Managing a Sim’s needs takes less effort in “The Sims 4” now that emotions come into play. A Sim’s low need for fun or socialization can be countered if he or she is feeling energized or confident. These emotions occur as the result of positive interactions or accomplishments. Of course, there are negative emotions too, such as feeling embarrassed – which happened to my Sims whenever the father tried to shower when his child was using the bathroom. That’s no fun, for sure.

Build mode is more streamlined than ever with the new search function. Sifting through menus will be a thing of the past now that users can enter queries for “dinner chairs” or “computers.” And if you’re a lazy builder who would rather be controlling the Sims themselves, there are prefabricated rooms ready to be placed into a home. It’s even possible to take specific elements from such rooms and move them in one-by-one, if the shape of the room isn’t ideal.

In today’s online community-driven world, “The Sims 4” also streamlines sharing content with other players worldwide by integrating menus into the game itself. It was a no-brainer at this point, but it’s executed pretty well.

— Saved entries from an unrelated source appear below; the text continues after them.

//! # `ConvNorm` Module
//!
//! A [`ConvNorm2d`] module is a [`Conv2d`] layer followed by a [`BatchNorm`] layer;
//! with TensorFlow-style `SAME` or `VALID` padding.

use crate::layers::pad::{PaddingMode, pad_same};
use bimm_contracts::{assert_shape_contract_periodically, unpack_shape_contract};
use burn::config::Config;
use burn::module::{Ignored, Module};
use burn::nn::conv::{Conv2d, Conv2dConfig};
use burn::nn::{BatchNorm, BatchNormConfig, PaddingConfig2d};
use burn::prelude::{Backend, Tensor};

/// Batch norm epsilon.
pub const BATCH_NORM_EPSILON: f64 = 1e-3;

/// Batch norm moving-average decay.
pub const BATCH_NORM_DECAY: f64 = 0.9997;

/// Build a [`BatchNormConfig`] with the `NASNet` epsilon / decay.
///
/// ``burn`` expresses decay as ``momentum = 1 - decay``.
pub fn nasnet_batch_norm_config(num_features: usize) -> BatchNormConfig {
    BatchNormConfig::new(num_features)
        .with_epsilon(BATCH_NORM_EPSILON)
        .with_momentum(1.0 - BATCH_NORM_DECAY)
}

/// [`ConvNorm2d`] Meta.
pub trait ConvNorm2dMeta {
    /// Number of input channels.
    fn in_channels(&self) -> usize;

    /// Number of groups.
    fn groups(&self) -> usize;

    /// Number of output channels.
    fn out_channels(&self) -> usize;

    /// Kernel size.
    fn kernel_size(&self) -> [usize; 2];

    /// Get the stride.
    fn stride(&self) -> [usize; 2];

    /// Get the dilation.
    fn dilation(&self) -> [usize; 2];

    /// Padding mode.
    fn padding_mode(&self) -> PaddingMode;

    /// Get the output resolution for a given input resolution.
    fn output_resolution(
        &self,
        input_resolution: [usize; 2],
    ) -> [usize; 2] {
        self.padding_mode().output_resolution(
            input_resolution,
            self.kernel_size(),
            self.stride(),
            self.dilation(),
        )
    }
}

/// [`ConvNorm2d`] Config.
#[derive(Config, Debug)]
pub struct ConvNorm2dConfig {
    /// The [`Conv2d`] config.
    ///
    /// The conv padding is ignored; see `padding`.
    pub conv: Conv2dConfig,

    /// Padding mode.
    #[config(default = "PaddingMode::Same")]
    pub padding: PaddingMode,

    /// The [`BatchNorm`] config.
    ///
    /// The feature size is replaced by the conv output channels.
    #[config(default = "nasnet_batch_norm_config(0)")]
    pub norm: BatchNormConfig,
}

impl ConvNorm2dMeta for ConvNorm2dConfig {
    fn in_channels(&self) -> usize {
        self.conv.channels[0]
    }

    fn groups(&self) -> usize {
        self.conv.groups
    }

    fn out_channels(&self) -> usize {
        self.conv.channels[1]
    }

    fn kernel_size(&self) -> [usize; 2] {
        self.conv.kernel_size
    }

    fn stride(&self) -> [usize; 2] {
        self.conv.stride
    }

    fn dilation(&self) -> [usize; 2] {
        self.conv.dilation
    }

    fn padding_mode(&self) -> PaddingMode {
        self.padding
    }
}

impl From<Conv2dConfig> for ConvNorm2dConfig {
    fn from(conv: Conv2dConfig) -> Self {
        Self::new(conv)
    }
}

impl ConvNorm2dConfig {
    /// Square, bias-free conv/norm config.
    pub fn square(
        in_channels: usize,
        out_channels: usize,
        kernel_size: usize,
        stride: usize,
    ) -> Self {
        Conv2dConfig::new([in_channels, out_channels], [kernel_size, kernel_size])
            .with_stride([stride, stride])
            .with_bias(false)
            .into()
    }

    /// Initialize a [`ConvNorm2d`].
    pub fn init<B: Backend>(
        self,
        device: &B::Device,
    ) -> ConvNorm2d<B> {
        let out_channels = self.out_channels();
        ConvNorm2d {
            conv: self
                .conv
                .with_padding(PaddingConfig2d::Valid)
                .init(device),
            norm: BatchNormConfig {
                num_features: out_channels,
                ..self.norm
            }
            .init(device),
            padding: Ignored(self.padding),
        }
    }
}

/// [`Conv2d`] and [`BatchNorm`] layer.
///
/// Implements [`ConvNorm2dMeta`].
#[derive(Module, Debug)]
pub struct ConvNorm2d<B: Backend> {
    /// Internal Conv2d layer.
    pub conv: Conv2d<B>,

    /// Internal Norm Layer.
    pub norm: BatchNorm<B, 2>,

    /// Padding mode.
    pub padding: Ignored<PaddingMode>,
}

impl<B: Backend> ConvNorm2dMeta for ConvNorm2d<B> {
    fn in_channels(&self) -> usize {
        self.conv.weight.shape().dims[1] * self.groups()
    }

    fn groups(&self) -> usize {
        self.conv.groups
    }

    fn out_channels(&self) -> usize {
        self.conv.weight.shape().dims[0]
    }

    fn kernel_size(&self) -> [usize; 2] {
        self.conv.kernel_size
    }

    fn stride(&self) -> [usize; 2] {
        self.conv.stride
    }

    fn dilation(&self) -> [usize; 2] {
        self.conv.dilation
    }

    fn padding_mode(&self) -> PaddingMode {
        self.padding.0
    }
}

impl<B: Backend> ConvNorm2d<B> {
    /// Forward Pass.
    ///
    /// # Arguments
    ///
    /// - `input`: ``[batch, in_channels, in_height, in_width]``.
    ///
    /// # Returns
    ///
    /// ``[batch, out_channels, out_height, out_width]``;
    /// see [`ConvNorm2dMeta::output_resolution`].
    pub fn forward(
        &self,
        input: Tensor<B, 4>,
    ) -> Tensor<B, 4> {
        let [batch, in_height, in_width] = unpack_shape_contract!(
            ["batch", "in_channels", "in_height", "in_width"],
            &input,
            &["batch", "in_height", "in_width"],
            &[("in_channels", self.in_channels())]
        );
        let [out_height, out_width] = self.output_resolution([in_height, in_width]);

        let x = match self.padding_mode() {
            PaddingMode::Same => pad_same(
                input,
                self.kernel_size(),
                self.stride(),
                self.dilation(),
                0.0,
            ),
            PaddingMode::Valid => input,
        };
        let x = self.conv.forward(x);
        let x = self.norm.forward(x);

        assert_shape_contract_periodically!(
            ["batch", "out_channels", "out_height", "out_width"],
            &x,
            &[
                ("batch", batch),
                ("out_channels", self.out_channels()),
                ("out_height", out_height),
                ("out_width", out_width)
            ]
        );

        x
    }
}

Creating those Sims just got a whole lot easier, too. The overhauled Create-A-Sim tool makes it easy to pinch noses, enlarge ears and generally make a Sim’s look the way you’d like him or her to look. It’s not super deep at this point, but expansion packs likely will address that.

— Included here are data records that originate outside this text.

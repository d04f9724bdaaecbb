//! # `SAME` Padded Pooling Layers
//!
//! TensorFlow-compatible pooling, where the output resolution is
//! ``ceil(in / stride)`` and padding never contributes to the result.

mod pool_2d_same;

pub use pool_2d_same::*;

But that leads me to the cons. While series newcomers won’t notice at all, veterans will note that their Sims no longer have swimming pools to build. That’s a minor bummer, as it’s been available in every base game since the series’ debut nearly 15 years ago. Cars, which saw an expanded role in the last “Sims,” are gone too.

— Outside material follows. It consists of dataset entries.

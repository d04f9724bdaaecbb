//! # Convolution Shape Utilities
//!
//! Output-size arithmetic for the two TensorFlow padding modes:
//!
//! * `VALID` - no padding; windows must fit entirely inside the input.
//! * `SAME` - the input is padded so that ``out = ceil(in / stride)``.

/// Predict the output size of a 1D `VALID` convolution or pool.
///
/// ```text
/// out_size = floor( (in_size - dilation*(kernel_size-1) - 1) / stride ) + 1
/// ```
///
/// # Arguments
///
/// - `input_size`: The input dimension size, must be > 0.
/// - `kernel_size`: The kernel size, must be > 0.
/// - `stride`: The stride of the window, must be > 0.
/// - `dilation`: The dilation of the window, must be > 0.
///
/// # Returns
///
/// An `Option<usize>` representing the output size; or `None` if the
/// (dilated) kernel does not fit in the input.
pub fn maybe_valid_output_size(
    input_size: usize,
    kernel_size: usize,
    stride: usize,
    dilation: usize,
) -> Option<usize> {
    assert!(input_size > 0);
    assert!(kernel_size > 0);
    assert!(stride > 0);
    assert!(dilation > 0);

    let kernel_width = 1 + dilation * (kernel_size - 1);
    if input_size < kernel_width {
        return None;
    }
    Some((input_size - kernel_width) / stride + 1)
}

/// Predict the output size of a 1D `VALID` convolution or pool.
///
/// This is the ``panic``-ing variant of [`maybe_valid_output_size`].
///
/// # Panics
///
/// If the kernel does not fit in the input.
pub fn expect_valid_output_size(
    input_size: usize,
    kernel_size: usize,
    stride: usize,
    dilation: usize,
) -> usize {
    match maybe_valid_output_size(input_size, kernel_size, stride, dilation) {
        Some(x) => x,
        None => panic!(
            "No legal VALID output size with:\n input_size:{input_size}\n kernel_size:{kernel_size}\n stride:{stride}\n dilation:{dilation}",
        ),
    }
}

/// Predict the output shape of a 2D `VALID` convolution or pool.
///
/// The generalization of [`maybe_valid_output_size`] to ``[height, width]``.
pub fn maybe_valid_output_shape(
    input_shape: [usize; 2],
    kernel_shape: [usize; 2],
    stride: [usize; 2],
) -> Option<[usize; 2]> {
    Some([
        maybe_valid_output_size(input_shape[0], kernel_shape[0], stride[0], 1)?,
        maybe_valid_output_size(input_shape[1], kernel_shape[1], stride[1], 1)?,
    ])
}

/// Output size of a 1D `SAME` convolution or pool.
///
/// ```text
/// out_size = ceil(in_size / stride)
/// ```
///
/// The result is independent of the kernel size.
pub fn same_output_size(
    input_size: usize,
    stride: usize,
) -> usize {
    assert!(stride > 0);
    input_size.div_ceil(stride)
}

/// Output shape of a 2D `SAME` convolution or pool.
pub fn same_output_shape(
    input_shape: [usize; 2],
    stride: [usize; 2],
) -> [usize; 2] {
    [
        same_output_size(input_shape[0], stride[0]),
        same_output_size(input_shape[1], stride[1]),
    ]
}

/// Total `SAME` padding for one dimension.
///
/// ```text
/// pad = max((ceil(in / stride) - 1) * stride + (kernel - 1) * dilation + 1 - in, 0)
/// ```
pub fn same_padding_total(
    input_size: usize,
    kernel_size: usize,
    stride: usize,
    dilation: usize,
) -> usize {
    let out = same_output_size(input_size, stride);
    let covered = (out.max(1) - 1) * stride + (kernel_size - 1) * dilation + 1;
    covered.saturating_sub(input_size)
}

/// Split a total padding into ``(before, after)``.
///
/// Matches TensorFlow: the extra cell (if any) goes after.
pub fn split_padding(total: usize) -> (usize, usize) {
    let before = total / 2;
    (before, total - before)
}

#[cfg(test)]
mod tests {
    use super::*;

    #[test]
    fn test_valid_output_size() {
        fn reference(
            input_size: usize,
            kernel_size: usize,
            stride: usize,
            dilation: usize,
        ) -> Option<usize> {
            let kernel_width = 1.0 + dilation as f64 * (kernel_size as f64 - 1.0);
            let x = ((input_size as f64 - kernel_width) / stride as f64).floor() + 1.0;
            if x < 1.0 { None } else { Some(x as usize) }
        }

        for input_size in 1..12 {
            for kernel_size in 1..6 {
                for stride in 1..4 {
                    for dilation in 1..3 {
                        assert_eq!(
                            maybe_valid_output_size(input_size, kernel_size, stride, dilation),
                            reference(input_size, kernel_size, stride, dilation),
                        );
                    }
                }
            }
        }
    }

    #[test]
    fn test_nasnet_landmark_sizes() {
        // Stem conv0.
        assert_eq!(expect_valid_output_size(331, 3, 2, 1), 165);
        assert_eq!(expect_valid_output_size(224, 3, 2, 1), 111);

        // Aux head pool.
        assert_eq!(expect_valid_output_size(21, 5, 3, 1), 6);
        assert_eq!(expect_valid_output_size(14, 5, 3, 1), 4);

        assert_eq!(maybe_valid_output_shape([4, 4], [5, 5], [3, 3]), None);
    }

    #[test]
    #[should_panic(expected = "No legal VALID output size")]
    fn test_expect_valid_output_size_panics() {
        expect_valid_output_size(3, 5, 1, 1);
    }

    #[test]
    fn test_same_output_size() {
        assert_eq!(same_output_size(165, 2), 83);
        assert_eq!(same_output_size(83, 2), 42);
        assert_eq!(same_output_size(42, 2), 21);
        assert_eq!(same_output_size(21, 2), 11);
        assert_eq!(same_output_size(10, 3), 4);
        assert_eq!(same_output_shape([7, 8], [1, 2]), [7, 4]);
    }

    #[test]
    fn test_same_padding_total() {
        assert_eq!(same_padding_total(10, 1, 1, 1), 0);
        assert_eq!(same_padding_total(10, 3, 1, 1), 2);
        assert_eq!(same_padding_total(10, 3, 2, 1), 1);
        assert_eq!(same_padding_total(11, 3, 2, 1), 2);
        assert_eq!(same_padding_total(10, 3, 2, 2), 3);
        assert_eq!(same_padding_total(10, 7, 2, 1), 5);

        assert_eq!(split_padding(0), (0, 0));
        assert_eq!(split_padding(1), (0, 1));
        assert_eq!(split_padding(5), (2, 3));
    }
}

Also conspicuously missing is the toddler stage in a Sims’ life cycle. It was fun to have Sims raise their little tykes from babies to toddlers to children, and watching my Sim baby age up in the morning and attend grade school later in the day was strange, even for a quirky series like this one.

Of course, just about anything from pets to basements – elements added in “The Sims 3” expansion packs – are absent. Longtime players expect that, but this edition just doesn’t seem to add enough justification to abandon the last-gen game.

Also missing is the formerly wide-open neighborhood that allowed Sims to stroll down the street. It’s not that traveling outside of a Sims home isn’t an option, but it’s odd to be constrained again after “The Sims 3” opened the world wide open.

Odd moments still pop up here and there, such as when a few Sims get hungry at the same time but can’t process how to wait to use the fridge, so all but one ends up abandoning the quest for a meal. That seems like something a patch could fix any day, though.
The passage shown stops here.